A rich stew of ox tail, leg or tripe and a variety of vegetables in a sauce flavored and thickened with roasted ground peanuts (peanut butter is just as good!) and toasted rice flour.

 

 

 

Another way to prepare kare-kare is to cook the vegetables separately in a small amount of water. Place cooked vegetables in the serving bowl and pour over the meat and the sauce. This will give you better control over the texture of the vegetables to prevent overcooking them.

 

 

 

Traditionally, as in during my grandparents’ time, kare-kare was cooked with freshly ground roasted peanuts and rice. Well, there’s nothing like cooking it that way, but I find the procedure too much for today’s busy lifestyle. The easiest option is, of course, to get one of those ready mixes that are abundant in supermarkets. I’ve tried a couple brands. The problem was I didn’t have much control over the taste of the cooked kare-kare. The mix determined the final thickness, flavor and color of the dish. If you’re as particular as I am, well, you look for another option.

 

 

 

So, one time I bought “peanut butter” from the wet market. This “peanut butter” is coarser than the bottled variety and unsweetened. It is not made for sandwiches but is sold particularly for cooking kare-kare. Well, the grains were pretty obvious in the sauce and I didn’t like that either.

 

 

 

It was so frustrating that I actually stopped cooking kare-kare for more than a year. Until one day when my mother-in-law asked if we wanted a huge jar of peanut butter that she didn’t know what to do with.

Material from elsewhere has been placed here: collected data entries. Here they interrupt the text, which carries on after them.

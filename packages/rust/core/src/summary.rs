//! Human-readable rendering of a run summary.

use corpusync_shared::{RunSummary, SourceStatus};

/// Render the end-of-run summary as plain text, one line per source.
pub fn render_summary(summary: &RunSummary) -> String {
    let mut lines = vec!["Sync results".to_string()];

    for report in &summary.reports {
        let line = match &report.status {
            SourceStatus::Completed => {
                let mut line = format!(
                    "  {:<20} ok      deleted {}, uploaded {}",
                    report.source,
                    report.deleted,
                    report.uploads_succeeded()
                );
                if report.uploads_failed() > 0 {
                    line.push_str(&format!(" ({} failed)", report.uploads_failed()));
                }
                line
            }
            SourceStatus::Empty => {
                format!("  {:<20} empty   nothing fetched, store untouched", report.source)
            }
            SourceStatus::Failed(reason) => {
                format!("  {:<20} FAILED  {reason}", report.source)
            }
        };
        lines.push(line);
    }

    lines.push(format!(
        "{} succeeded, {} failed",
        summary.succeeded().len(),
        summary.failed().len()
    ));
    lines.join("\n")
}

#[cfg(test)]
mod tests {
    use super::*;
    use corpusync_shared::{SourceReport, UploadOutcome};

    #[test]
    fn renders_one_line_per_source_plus_totals() {
        let mut summary = RunSummary::default();
        summary.push(SourceReport {
            source: "book".into(),
            status: SourceStatus::Completed,
            deleted: 3,
            uploads: vec![
                UploadOutcome::ok("book_part1.md"),
                UploadOutcome::failed("book_part2.md", "timed out"),
            ],
        });
        summary.push(SourceReport::failed("rose", "HTTP 500"));
        summary.push(SourceReport::empty("video"));

        let text = render_summary(&summary);
        assert!(text.contains("book"));
        assert!(text.contains("deleted 3, uploaded 1 (1 failed)"));
        assert!(text.contains("FAILED  HTTP 500"));
        assert!(text.contains("empty"));
        assert!(text.ends_with("2 succeeded, 1 failed"));
    }
}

My husband, who’s a real peanut butter fan, gladly accepted. The jar was so huge (2 k.) that after a few weeks, it was just sitting, forgotten, way inside the refrigerator. Now this was sandwich peanut butter. Sweet and smooth I debated for a while then decided to use it for kare-kare. Guess what? I finally found the perfect peanut butter for my kare-kare. The slightly sweet flavor of the sauce was really great!

 

 

 

As to the ground roasted rice, well, I don’t particularly feel like grinding rice with a mortar and pestle. I have a supply of rice flour in the pantry (for cooking puto or rice cakes). I toasted half a quarter of a cup in the skillet, mixed it with stock and it did the trick–color, thickness, flavor. I’ve been using this little trick for a long time now.

 

 

 

Finally, about bagoong alamang, what is it? Bagoong alamang is a paste of salted and fermented shrimp fingerlings. I guess it’s an acquired taste. Personally, I find the smell and flavor too strong. And I am allergic to it along with other crustaceans–shrimps, lobsters, crabs, prawns… Plus, it is very high in cholesterol and sodium content. I don’t touch the stuff. Does that mean I can’t enjoy my kare-kare? Wrrrooonnnggg! I season my kare-kare so that no additional salty sauce on the side is necessary. My kids grew up without bagoong alamang, although they enjoy their shrimps, prawns, lobsters and prawns.

 

Ingredients:

 

 

 

250 g. of ox tripe

 

250 g. of ox tail

 

250 g. of ox leg

 

1/8 c. of annato seeds

 

1/2 head of cabbage

 

1 bunch of pechay (pei tsai or bok choy)

 

1 bunch of sitaw (long string beans)

 

1 eggplant

 

1 puso ng saging (heart of banana plant)

 

1 c. of peanut butter

 

1/4 c. of rice flour

 

1 whole garlic, minced

 

2 onions, diced

 

5-6 c. of stock

 

2 tbsp. of cooking oil

 

salt to taste

 

 

 

How to:

 

 

 

Wash ox tripe, tail and leg well. Place in a large casserole and cover with plenty of water. Bring to a boil, removing scum as it rises. Cover and simmer until tender, about 4 to 6 hours. Transfer meat to a plate, cool and cut into serving pieces. Strain stock and measure 6 cups (you may need less but it’s better to be prepared).

 

 

 

Cut cabbage half into 2 and remove core. Cut off roots and 1/2 inch of stalks of pechay and discard. Cut of roots of sitaw and cut into 2″ lengths. Discard tough outer layers of puso ng saging and cut inner layers into 2″ x 2″ pieces. Cut eggplant into 2″ x 2″ cubes.

 

 

 

Place rice flour in a skillet and toast over medium-high heat until golden. Set aside.

 

 

 

In a casserole, heat oil over medium heat. Add annato seeds and “cook” until they render color and the oil is a bright red. With a slotted spoon, remove annato seeds and discard. Increase heat to medium-high and saute onions and garlic for about 30 seconds. Add meat pieces and cook until they absorb the color or the oil. Pour in 4 cups of stock and bring to a boil. Lower heat to medium and add vegetables in the following order with a 2-minute interval: sitaw, eggplant, puso ng saging, cabbage and pechay.

 

 

 

Meanwhile, mix peanut butter with 1/2 c. of stock. Mix roasted rice flour with 1/2 c. of stock. Once the pechay has been added, pour in peanut butter and rice flour mixtures into the casserole. Stir to blend well. Season it with salt. Cook for about a 2 minutes until sauce is thick.

 

 

 

Serve hot with bagoong alamang.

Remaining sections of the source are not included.